As we continue to begrudgingly drag ourselves through “unprecedented times,” Spectacle theater presents two films that meet the madness of our moment. Ian Bell’s WTO/99 (2025) and Soda Jerk’s HELLO DANKNESS (2022) bookend two decades of America’s self-cannibalization, from the streets of Seattle at the turn of the Millennium to paranoid suburbia during the first Trump administration.
Both films are masterpieces in editing and composition that immerse viewers not only in particular historical moments but in the psychological atmosphere that characterized them. The on-the-ground archival footage of WTO/99 captures the urgency felt among a broad coalition of protestors who recognized the significant precipice the U.S. (and the planet) was on due to globalization. HELLO DANKNESS‘ remixing and recontextualization of media/pop culture samples, meanwhile, expresses the chaotic, brainworm-added “reality” in which we currently find ourselves, where day-to-day life is mediated by corporate ads, surveillance, and conspiracy.

WTO/99
Dir. Ian Bell, 2025
United States. 102 min.
In English.
FRIDAY, JANUARY 9 – 7:30 PM (Q&A w/ Editor/Producer Alex Megaro moderated by critic Dan Schindel)
SUNDAY, JANUARY 11 – 5 PM (Q&A w/ Editor/Producer Alex Megaro and Special Guest Moderator)
TUESDAY, JANUARY 20 – 7:30 PM (Q&A w/ Editor/Producer Alex Megaro moderated by professor/author Whitney Strub)
SATURDAY, JANUARY 31 – 7:30 PM (Q&A w/ Editor/Producer Alex Megaro moderated by Sleazy Femme programmer/filmmaker Maren Moreno)

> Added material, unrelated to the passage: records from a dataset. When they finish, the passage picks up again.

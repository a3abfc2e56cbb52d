//! # Application Registry
//!
//! [`App`] owns one [`ResourceController`] per resource schema. It is assembled at
//! startup, either from a service root (config file plus schema directory) or
//! programmatically, then listeners are attached through
//! [`collection_mut`](App::collection_mut), and finally it is frozen into an
//! [`AppService`] for the HTTP server.
//!
//! ```rust
//! use crudhook::app::App;
//! use crudhook::config::AppConfig;
//! use crudhook::events::{LifecycleEvent, Outcome};
//! use crudhook::schema::{PropertyDescriptor, PropertyKind, SchemaModel};
//!
//! let mut app = App::new(AppConfig::default());
//! let schema = SchemaModel::new("widgets")
//!     .property("id", PropertyDescriptor::new(PropertyKind::Id));
//! app.register_memory(schema).unwrap();
//! app.collection_mut("widgets")
//!     .unwrap()
//!     .add_listener(LifecycleEvent::Delete, |_| Outcome::Continue);
//! assert_eq!(app.routes().len(), 6);
//! ```

use anyhow::{bail, Context, Result};
use std::collections::HashMap;
use std::path::Path;
use std::sync::Arc;
use tracing::info;

use crate::coerce::ParameterCoercer;
use crate::config::AppConfig;
use crate::controller::ResourceController;
use crate::router::{RouteMeta, Router};
use crate::schema::{load_from_directory, SchemaModel};
use crate::server::AppService;
use crate::store::{MemoryStore, Persistence};
use crate::wire::routes_for;

#[derive(Debug)]
pub struct App {
    config: AppConfig,
    controllers: Vec<ResourceController>,
    by_name: HashMap<String, usize>,
}

impl App {
    #[must_use]
    pub fn new(config: AppConfig) -> Self {
        Self {
            config,
            controllers: Vec::new(),
            by_name: HashMap::new(),
        }
    }

    /// Load `config.yml` and every schema under the configured resources directory,
    /// backing each resource with a [`MemoryStore`].
    pub fn from_root(root: &Path) -> Result<Self> {
        let config = AppConfig::load(root)?;
        let resources = config.resources_dir(root);
        let schemas = load_from_directory(&resources)
            .with_context(|| format!("Failed to load schemas from {}", resources.display()))?;
        let mut app = Self::new(config);
        for schema in schemas {
            app.register_memory(schema)?;
        }
        info!(
            root = %root.display(),
            resources = app.controllers.len(),
            "Application assembled"
        );
        Ok(app)
    }

    #[must_use]
    pub fn config(&self) -> &AppConfig {
        &self.config
    }

    /// Add a resource backed by `store`. Resource names must be unique.
    pub fn register(
        &mut self,
        schema: SchemaModel,
        store: Arc<dyn Persistence>,
    ) -> Result<&mut ResourceController> {
        if self.by_name.contains_key(&schema.name) {
            bail!("Resource {} registered twice", schema.name);
        }
        let existing = self.routes();
        for route in routes_for(&schema) {
            let shape = route_shape(&route.path_pattern);
            if let Some(taken) = existing
                .iter()
                .find(|r| r.method == route.method && route_shape(&r.path_pattern) == shape)
            {
                bail!(
                    "Resource {}: {} {} collides with {} {} of resource {}",
                    schema.name,
                    route.method,
                    route.path_pattern,
                    taken.method,
                    taken.path_pattern,
                    taken.resource
                );
            }
        }
        let name = schema.name.clone();
        let controller = ResourceController::new(schema, store)
            .with_list_limit(self.config.list_limit)
            .with_coercer(ParameterCoercer::strict(self.config.coercion.strict_numbers));
        info!(
            resource = %name,
            collection_uri = %controller.schema().collection_uri,
            resource_uri = %controller.schema().resource_uri,
            "Resource registered"
        );
        let index = self.controllers.len();
        self.controllers.push(controller);
        self.by_name.insert(name, index);
        Ok(&mut self.controllers[index])
    }

    /// Add a resource backed by a fresh in-memory store.
    pub fn register_memory(&mut self, schema: SchemaModel) -> Result<&mut ResourceController> {
        let store = Arc::new(MemoryStore::new(&schema));
        self.register(schema, store)
    }

    /// Look up a resource controller by name.
    #[must_use]
    pub fn collection(&self, name: &str) -> Option<&ResourceController> {
        self.by_name.get(name).map(|&i| &self.controllers[i])
    }

    /// Mutable access for listener registration before the app is served.
    pub fn collection_mut(&mut self, name: &str) -> Option<&mut ResourceController> {
        let index = *self.by_name.get(name)?;
        self.controllers.get_mut(index)
    }

    /// Controllers in registration order.
    pub fn controllers(&self) -> impl Iterator<Item = &ResourceController> {
        self.controllers.iter()
    }

    /// The wired route table: six routes per resource, in registration order.
    #[must_use]
    pub fn routes(&self) -> Vec<RouteMeta> {
        self.controllers
            .iter()
            .flat_map(|c| routes_for(c.schema()))
            .collect()
    }

    #[must_use]
    pub fn router(&self) -> Router {
        Router::new(self.routes())
    }

    /// Freeze the registry and wrap it for the HTTP server.
    #[must_use]
    pub fn into_service(self) -> AppService {
        AppService::new(self)
    }
}

/// Path pattern with parameter names erased; `/a/{id}` and `/a/{key}` match the
/// same requests.
fn route_shape(pattern: &str) -> String {
    pattern
        .split('/')
        .map(|segment| {
            if segment.starts_with('{') && segment.ends_with('}') {
                "{}"
            } else {
                segment
            }
        })
        .collect::<Vec<_>>()
        .join("/")
}

#[cfg(test)]
mod tests {
    use super::*;
    use crate::schema::{PropertyDescriptor, PropertyKind};

    fn schema(name: &str) -> SchemaModel {
        SchemaModel::new(name).property("id", PropertyDescriptor::new(PropertyKind::Id))
    }

    #[test]
    fn test_collection_lookup() {
        let mut app = App::new(AppConfig::default());
        app.register_memory(schema("widgets")).unwrap();
        app.register_memory(schema("gadgets")).unwrap();
        assert_eq!(app.collection("gadgets").map(|c| c.name()), Some("gadgets"));
        assert!(app.collection("gizmos").is_none());
        assert_eq!(app.routes().len(), 12);
        assert_eq!(app.routes()[0].resource.as_ref(), "widgets");
    }

    #[test]
    fn test_duplicate_resource_rejected() {
        let mut app = App::new(AppConfig::default());
        app.register_memory(schema("widgets")).unwrap();
        assert!(app.register_memory(schema("widgets")).is_err());
    }

    #[test]
    fn test_colliding_collection_uri_rejected() {
        let mut app = App::new(AppConfig::default());
        app.register_memory(schema("widgets").with_uris("/items", "/items/{id}")).unwrap();
        let err = app
            .register_memory(schema("gadgets").with_uris("/items", "/items/{id}"))
            .unwrap_err();
        assert!(err.to_string().contains("GET /items collides"));
        assert!(app.collection("gadgets").is_none());
        let router = app.router();
        let matched = router.route(&http::Method::GET, "/items").unwrap();
        assert_eq!(matched.route.resource.as_ref(), "widgets");
    }

    #[test]
    fn test_renamed_parameter_still_collides() {
        let mut app = App::new(AppConfig::default());
        app.register_memory(schema("widgets")).unwrap();
        let gadgets = SchemaModel::new("gadgets")
            .property("key", PropertyDescriptor::new(PropertyKind::Id))
            .with_uris("/gadgets", "/widgets/{key}");
        assert!(app.register_memory(gadgets).is_err());
        assert_eq!(app.routes().len(), 6);
    }

    #[test]
    fn test_config_flows_into_controllers() {
        let mut config = AppConfig::default();
        config.list_limit = 7;
        let mut app = App::new(config);
        app.register_memory(schema("widgets")).unwrap();
        assert_eq!(app.collection("widgets").map(|c| c.list_limit()), Some(7));
    }
}
//! HTTP transport on `may_minihttp`.
//!
//! Each connection is served on its own `may` coroutine. [`AppService`] parses the
//! request, serves `GET /health`, matches the route, and runs the controller
//! operation; every response is JSON and carries `X-Powered-By: crudhook`.

pub mod http_server;
pub mod request;
pub mod response;
pub mod service;

pub use http_server::{HttpServer, ServerHandle};
pub use request::{parse_query_params, parse_request, ParsedRequest};
pub use response::{status_reason, write_handler_response, write_json};
pub use service::{health_response, AppService, HEALTH_PATH};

From November 30th to December 3rd 1999, tens of thousands of people occupied the streets of downtown Seattle to make known their concerns about the existence of the World Trade Organization and its impacts on the environment, human rights, and labor in the largest protests against economic globalization the US has ever seen.
The protests brought together people from divergent sections of society—anarchists, environmentalists, labor unions, consumer protection advocates, pro-democracy groups, and even religious organizations—who gathered in direct action hoping to dissuade world leadership from continued support of the WTO and strived to focus the public’s attention to the kind of future the WTO would bring forth.
Building from a roughly 1,000 hour archive, WTO/99 reanimates the ideological conflicts that drew thousands to the streets of Seattle in hopes for a better future. The film is an immersive visual artifact of a week that brought 40,000 people together to warn of environmental collapse, the vanishing middle class, and what the full inclusion of China in the World Trade Organization would mean for our collective future. The protesters—seen as a rabble-rousing nuisance at the time, yet appearing prophetic today—were met with extreme violence by a militarized police force, an all-too-fitting way to usher in a new century; one that is now defined by US failure to address climate change and increasing state aggression.

HELLO DANKNESS
Dir. Soda Jerk, 2022
Australia. 70 min.
In English.
FRIDAY, JANUARY 9 – 10 PM
SUNDAY, JANUARY 11 – 7:30 PM
TUESDAY, JANUARY 20 – 10 PM
SATURDAY, JANUARY 31 – 10 PM
HELLO DANKNESS is a political fable that bears witness to the psychotropic spectacle of American politics from 2016 to 2021, and the mythologies and lore that took root around it. Taking form as a suburban stoner musical, the film follows a neighborhood through these years as consensus reality disintegrates into conspiracy and other contagions. What unfolds is a rogue retelling of history in which hotdogs debate the culture wars, trash cans preach QAnon, zombies rally for revolution, and real events are refashioned as Broadway bangers from Cats, Les Miserables, Annie, and The Phantom of the Opera. There are songs and dancing, moments of menace and melancholy, shitposting and deep sincerity. Created with Soda Jerk’s signature methodology, HELLO DANKNESS is entirely composed of sampled media. Utilizing extensive rotoscoping and digital VFX, the feature length narrative has been grafted together from almost one thousand film, television and audio sources.
The cast of characters include Tom Hanks, Annette Bening, Bruce Dern, Ice Cube, Wayne and Garth, Maya and Ana, Rue and Jules, Seth Rogen and Reyn Doi. American politicians play themselves, with Jesse Eisenberg in the role of Mark Zuckerberg, and The Phantom of the Opera as Vladimir Putin.